The Bearcats football team is currently coached by Paul Hansen. Hansen is the 10th head football coach in Southwest Baptist University history.

===Men's basketball===
The Bearcats men's basketball team is currently under the direction of Clark Sheehy. Sheehy took over in 2014. He was previously coach at John Brown University in Arkansas.

===Softball===
The Bearcats softball team appeared in one Women's College World Series in 1971.

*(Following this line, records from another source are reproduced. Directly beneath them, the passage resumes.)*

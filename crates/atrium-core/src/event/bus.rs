// Copyright 2026 the atrium project authors
//
// Licensed under the Apache License, Version 2.0 (the "License");
// you may not use this file except in compliance with the License.
// You may obtain a copy of the License at
//
//     http://www.apache.org/licenses/LICENSE-2.0
//
// Unless required by applicable law or agreed to in writing, software
// distributed under the License is distributed on an "AS IS" BASIS,
// WITHOUT WARRANTIES OR CONDITIONS OF ANY KIND, either express or implied.
// See the License for the specific language governing permissions and
// limitations under the License.

//! The central dispatcher owning per-event-kind listener sets.

use super::listener::{EventHandler, EventListener};
use super::{Event, EventKind, FiredEvent};
use std::cell::RefCell;
use std::collections::HashMap;
use std::rc::{Rc, Weak};

/// Opaque identity of a listener registration within one bus.
pub type ListenerId = u64;

struct Registration {
    handler: Weak<RefCell<dyn EventHandler>>,
    enabled: bool,
}

struct BusState {
    /// Kind -> subscribed listeners, in subscription order. Order is what
    /// makes dispatch deterministic for a fixed bus state; set semantics are
    /// enforced on insert.
    categories: HashMap<EventKind, Vec<ListenerId>>,
    registrations: HashMap<ListenerId, Registration>,
    next_id: ListenerId,
}

/// Central event dispatcher.
///
/// Cheap to clone; all clones share one set of categories. The bus holds only
/// weak references to handlers and never outlives dispatch guarantees: a
/// listener removes itself from every category when dropped, so a fire that
/// follows the drop cannot reach it.
///
/// Dispatch is synchronous and single-threaded. A handler may fire further
/// events from inside `on_event`; each `fire` walks a snapshot of the
/// category taken when it started, so mid-dispatch (un)subscription never
/// invalidates an ongoing fan-out.
#[derive(Clone)]
pub struct EventBus {
    state: Rc<RefCell<BusState>>,
}

impl Default for EventBus {
    fn default() -> Self {
        Self::new()
    }
}

impl EventBus {
    /// Creates an empty bus.
    pub fn new() -> Self {
        log::info!("event bus initialized");
        Self {
            state: Rc::new(RefCell::new(BusState {
                categories: HashMap::new(),
                registrations: HashMap::new(),
                next_id: 0,
            })),
        }
    }

    /// Whether `self` and `other` are handles to the same bus.
    pub fn same_bus(&self, other: &EventBus) -> bool {
        Rc::ptr_eq(&self.state, &other.state)
    }

    /// Fires an event, fanning it out to every enabled listener subscribed to
    /// its kind, in subscription order.
    ///
    /// Consumption takes effect strictly for listeners later in this fan-out:
    /// side effects of listeners already visited stand. Firing with no
    /// subscribed listeners is a no-op.
    pub fn fire<E: Event>(&self, event: &E) {
        self.dispatch(&FiredEvent::new(event));
    }

    /// Dispatches an already-wrapped event. Returns immediately if the event
    /// has been consumed before the call.
    pub fn dispatch(&self, event: &FiredEvent<'_>) {
        if !event.is_active() {
            return;
        }
        let snapshot: Vec<ListenerId> = {
            let state = self.state.borrow();
            match state.categories.get(&event.kind()) {
                Some(listeners) => listeners.clone(),
                None => return,
            }
        };
        log::trace!(
            "dispatching {:?} to {} listener(s)",
            event.kind(),
            snapshot.len()
        );
        for id in snapshot {
            if !event.is_active() {
                return;
            }
            // Listeners unregistered since the snapshot resolve to None here
            // and are skipped; the borrow must end before the handler runs so
            // that handlers can mutate subscriptions or fire further events.
            let handler = {
                let state = self.state.borrow();
                match state.registrations.get(&id) {
                    Some(reg) if reg.enabled => reg.handler.upgrade(),
                    _ => None,
                }
            };
            let Some(handler) = handler else { continue };
            match handler.try_borrow_mut() {
                Ok(mut handler) => handler.on_event(event),
                // A handler re-entered during its own dispatch; skipping it
                // keeps the remaining fan-out alive.
                Err(_) => log::warn!(
                    "listener {id} already borrowed while dispatching {:?}; skipped",
                    event.kind()
                ),
            };
        }
    }

    /// Subscribes `listener` to events of `kind`.
    ///
    /// Returns `true` only when the registration newly occurred: listeners
    /// bound to a different bus are rejected, and duplicate subscription is an
    /// idempotent no-op.
    pub fn add_listener(&self, kind: EventKind, listener: &EventListener) -> bool {
        if !self.same_bus(listener.bus()) {
            log::warn!("rejected cross-bus subscription for kind {kind:?}");
            return false;
        }
        self.subscribe_id(kind, listener.id())
    }

    /// Removes `listener` from the category for `kind`. Absent subscriptions
    /// and foreign listeners are silent no-ops.
    pub fn remove_listener(&self, kind: EventKind, listener: &EventListener) {
        if !self.same_bus(listener.bus()) {
            return;
        }
        self.unsubscribe_id(kind, listener.id());
    }

    /// Removes `listener` from every category of this bus.
    pub fn remove_all(&self, listener: &EventListener) {
        if !self.same_bus(listener.bus()) {
            return;
        }
        self.unsubscribe_all_id(listener.id());
    }

    /// Number of listeners currently subscribed to `kind`.
    pub fn subscriber_count(&self, kind: EventKind) -> usize {
        self.state
            .borrow()
            .categories
            .get(&kind)
            .map_or(0, Vec::len)
    }

    pub(crate) fn register(
        &self,
        handler: Weak<RefCell<dyn EventHandler>>,
        enabled: bool,
    ) -> ListenerId {
        let mut state = self.state.borrow_mut();
        let id = state.next_id;
        state.next_id += 1;
        state
            .registrations
            .insert(id, Registration { handler, enabled });
        id
    }

    pub(crate) fn unregister(&self, id: ListenerId) {
        let mut state = self.state.borrow_mut();
        for listeners in state.categories.values_mut() {
            listeners.retain(|entry| *entry != id);
        }
        state.registrations.remove(&id);
    }

    pub(crate) fn subscribe_id(&self, kind: EventKind, id: ListenerId) -> bool {
        let mut state = self.state.borrow_mut();
        if !state.registrations.contains_key(&id) {
            return false;
        }
        let listeners = state.categories.entry(kind).or_default();
        if listeners.contains(&id) {
            return false;
        }
        listeners.push(id);
        true
    }

    pub(crate) fn unsubscribe_id(&self, kind: EventKind, id: ListenerId) {
        let mut state = self.state.borrow_mut();
        if let Some(listeners) = state.categories.get_mut(&kind) {
            listeners.retain(|entry| *entry != id);
        }
    }

    pub(crate) fn unsubscribe_all_id(&self, id: ListenerId) {
        let mut state = self.state.borrow_mut();
        for listeners in state.categories.values_mut() {
            listeners.retain(|entry| *entry != id);
        }
    }

    pub(crate) fn set_enabled(&self, id: ListenerId, value: bool) {
        if let Some(reg) = self.state.borrow_mut().registrations.get_mut(&id) {
            reg.enabled = value;
        }
    }

    pub(crate) fn is_enabled(&self, id: ListenerId) -> bool {
        self.state
            .borrow()
            .registrations
            .get(&id)
            .is_some_and(|reg| reg.enabled)
    }
}

#[cfg(test)]
mod tests {
    use super::*;
    use crate::impl_event;
    use std::cell::RefCell;
    use std::rc::Rc;

    #[derive(Debug)]
    struct Tick;

    #[derive(Debug)]
    struct Tock;

    impl_event!(Tick, Tock);

    /// A handler that counts deliveries and optionally consumes the event
    /// on its nth invocation.
    struct Counter {
        seen: u32,
        consume_on: Option<u32>,
    }

    impl Counter {
        fn new() -> Rc<RefCell<Self>> {
            Rc::new(RefCell::new(Self {
                seen: 0,
                consume_on: None,
            }))
        }

        fn consuming(on: u32) -> Rc<RefCell<Self>> {
            Rc::new(RefCell::new(Self {
                seen: 0,
                consume_on: Some(on),
            }))
        }
    }

    impl EventHandler for Counter {
        fn on_event(&mut self, event: &FiredEvent<'_>) {
            self.seen += 1;
            if self.consume_on == Some(self.seen) {
                assert!(event.consume());
            }
        }
    }

    fn listener(bus: &EventBus, handler: &Rc<RefCell<Counter>>) -> EventListener {
        let erased: Rc<RefCell<dyn EventHandler>> = handler.clone();
        EventListener::new(bus, &erased, true)
    }

    #[test]
    fn fire_reaches_only_subscribed_kind() {
        let bus = EventBus::new();
        let counter = Counter::new();
        let listener = listener(&bus, &counter);
        assert!(listener.subscribe::<Tick>());

        bus.fire(&Tick);
        bus.fire(&Tock);

        assert_eq!(counter.borrow().seen, 1);
    }

    #[test]
    fn duplicate_subscription_is_idempotent() {
        let bus = EventBus::new();
        let counter = Counter::new();
        let listener = listener(&bus, &counter);

        assert!(listener.subscribe::<Tick>());
        assert!(!listener.subscribe::<Tick>());
        assert_eq!(bus.subscriber_count(EventKind::of::<Tick>()), 1);

        bus.fire(&Tick);
        assert_eq!(counter.borrow().seen, 1);
    }

    #[test]
    fn consumption_stops_later_listeners_only() {
        let bus = EventBus::new();
        let first = Counter::new();
        let second = Counter::consuming(1);
        let third = Counter::new();
        let l1 = listener(&bus, &first);
        let l2 = listener(&bus, &second);
        let l3 = listener(&bus, &third);
        assert!(l1.subscribe::<Tick>());
        assert!(l2.subscribe::<Tick>());
        assert!(l3.subscribe::<Tick>());

        bus.fire(&Tick);

        assert_eq!(first.borrow().seen, 1);
        assert_eq!(second.borrow().seen, 1);
        assert_eq!(third.borrow().seen, 0);
    }

    #[test]
    fn disabled_listeners_stay_subscribed_but_are_skipped() {
        let bus = EventBus::new();
        let counter = Counter::new();
        let listener = listener(&bus, &counter);
        assert!(listener.subscribe::<Tick>());

        listener.set_enabled(false);
        bus.fire(&Tick);
        assert_eq!(counter.borrow().seen, 0);
        assert_eq!(bus.subscriber_count(EventKind::of::<Tick>()), 1);

        listener.set_enabled(true);
        bus.fire(&Tick);
        assert_eq!(counter.borrow().seen, 1);
    }

    #[test]
    fn dropping_a_listener_removes_it_from_every_category() {
        let bus = EventBus::new();
        let keep = Counter::new();
        let gone = Counter::new();
        let l_keep = listener(&bus, &keep);
        let l_gone = listener(&bus, &gone);
        assert!(l_keep.subscribe::<Tick>());
        assert!(l_gone.subscribe::<Tick>());
        assert!(l_gone.subscribe::<Tock>());

        bus.fire(&Tick);
        assert_eq!(keep.borrow().seen, 1);
        assert_eq!(gone.borrow().seen, 1);

        drop(l_gone);
        assert_eq!(bus.subscriber_count(EventKind::of::<Tick>()), 1);
        assert_eq!(bus.subscriber_count(EventKind::of::<Tock>()), 0);

        bus.fire(&Tick);
        bus.fire(&Tock);
        assert_eq!(keep.borrow().seen, 2);
        assert_eq!(gone.borrow().seen, 1);
    }

    #[test]
    fn cross_bus_registration_is_rejected() {
        let bus_a = EventBus::new();
        let bus_b = EventBus::new();
        let counter = Counter::new();
        let listener = listener(&bus_a, &counter);

        assert!(!bus_b.add_listener(EventKind::of::<Tick>(), &listener));
        assert_eq!(bus_b.subscriber_count(EventKind::of::<Tick>()), 0);

        // The home bus still accepts it.
        assert!(bus_a.add_listener(EventKind::of::<Tick>(), &listener));
    }

    #[test]
    fn unsubscribing_mid_dispatch_does_not_break_the_walk() {
        struct SelfRemover {
            listener: Option<EventListener>,
            seen: u32,
        }

        impl EventHandler for SelfRemover {
            fn on_event(&mut self, _event: &FiredEvent<'_>) {
                self.seen += 1;
                if let Some(listener) = self.listener.take() {
                    listener.unsubscribe_all();
                    drop(listener);
                }
            }
        }

        let bus = EventBus::new();
        let remover = Rc::new(RefCell::new(SelfRemover {
            listener: None,
            seen: 0,
        }));
        let erased: Rc<RefCell<dyn EventHandler>> = remover.clone();
        let l1 = EventListener::new(&bus, &erased, true);
        assert!(l1.subscribe::<Tick>());
        remover.borrow_mut().listener = Some(l1);

        let tail = Counter::new();
        let l2 = listener(&bus, &tail);
        assert!(l2.subscribe::<Tick>());

        bus.fire(&Tick);
        assert_eq!(remover.borrow().seen, 1);
        assert_eq!(tail.borrow().seen, 1);

        // The remover dropped its registration; only the tail remains.
        bus.fire(&Tick);
        assert_eq!(remover.borrow().seen, 1);
        assert_eq!(tail.borrow().seen, 2);
    }

    #[test]
    fn refiring_from_inside_a_handler_is_permitted() {
        struct Chainer {
            bus: EventBus,
            pings: u32,
        }

        impl EventHandler for Chainer {
            fn on_event(&mut self, event: &FiredEvent<'_>) {
                if event.downcast_ref::<Tick>().is_some() {
                    self.bus.fire(&Tock);
                } else {
                    self.pings += 1;
                }
            }
        }

        let bus = EventBus::new();
        let chainer = Rc::new(RefCell::new(Chainer {
            bus: bus.clone(),
            pings: 0,
        }));
        let erased: Rc<RefCell<dyn EventHandler>> = chainer.clone();
        let listener = EventListener::new(&bus, &erased, true);
        assert!(listener.subscribe::<Tick>());
        assert!(listener.subscribe::<Tock>());

        // The nested Tock dispatch would re-borrow the chainer while it is
        // handling Tick; the bus skips it instead of aborting.
        bus.fire(&Tick);
        assert_eq!(chainer.borrow().pings, 0);

        bus.fire(&Tock);
        assert_eq!(chainer.borrow().pings, 1);
    }
}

==National championships==
===Team===

| Sport | Association | Division | Year | Runner-up | Score |
|---|---|---|---|---|---|
| Men's Tennis (1) | NAIA (1) | Single (1) | 1984 | Lander | 29–28 |

==Athletic facilities==
- Plaster Stadium, is the home of the SBU Bearcat football team. The stadium was completed in 1985 and named in respect to Robert W. Plaster for his significant contribution towards the facility. Plaster is a businessman from Lebanon, Missouri. Some renovations include the field being re-turfed in 1988 and lights being installed in 1998.
- Robert W. Plaster Athletic Center, holds the football coaching staff offices, athletic meeting rooms, athletic training room, banquet room, weight room, and football locker room. Also, the athletic center provides an outside balcony for guest to watch a SBU football game. The facility was completed in 2001 from the major contribution of Robert W. Plaster.
- Jane and Ken Meyer Sports and Wellness Center, is home of the Bearcat men's basketball, women's basketball, and volleyball teams. The facility was built in 2004. The Sports Arena holds seating for 2,800 fans. The court is named in honor of Springfield, Mo businessman John Q. Hammons. The center houses Intramural Basketball and Volleyball Courts, Natatorium, Fitness Room, Weight Room, Indoor Walking or Jogging Track, Racquetball Courts, Rock Climbing Wall, Sports Café, Aerobic Room, Health and Physical Education Classrooms, Faculty and Athletic Offices, Athletic Training Room, and Citizen's Memorial Hospital Sports Medicine Clinic. Jane and Ken Meyer were the major contributors towards Sports and Wellness Center Project. The Natatorium is used for swimming classes, aquatic exercises, scuba classes, and for recreational use by SBU students, faculty, and staff. The Natatorium was funded by student activity fees and built in 1985. The Olympic size pool holds six lanes and has a one-meter diving board.
- John A. Bryant Tennis Center, is where the SBU men's and women's tennis teams compete. The Center was completed in 2000 and is composed of six side by side courts. Since the new facility opened SBU has hosted three NCAA Tournaments. Also, the courts are open to SBU students, faculty, staff, and the Bolivar community. The Center is named in admiration for John A. Bryant's long time service to SBU Tennis program.
- Dodson Field, is home of the Bearcat baseball team. The field was renovated in 2005 with new dugouts, new netting behind home plate, and concrete walls between the dugouts. Dodson field provides large dugouts, a grass infield, and Major League field dimensions. The field is named after James W. Dodson.
- SBU Softball Field, is where the SBU softball team play their home games. The field received some renovations in 2005 to improve the playing surface.
- SBU Soccer Field, is where the Men's and Women's soccer team hosts their opponents. The field is adjacent to Dodson Field and the SBU softball field. In 2003, overhangs for the benches were built on the south side of the field and a new scoreboard was constructed.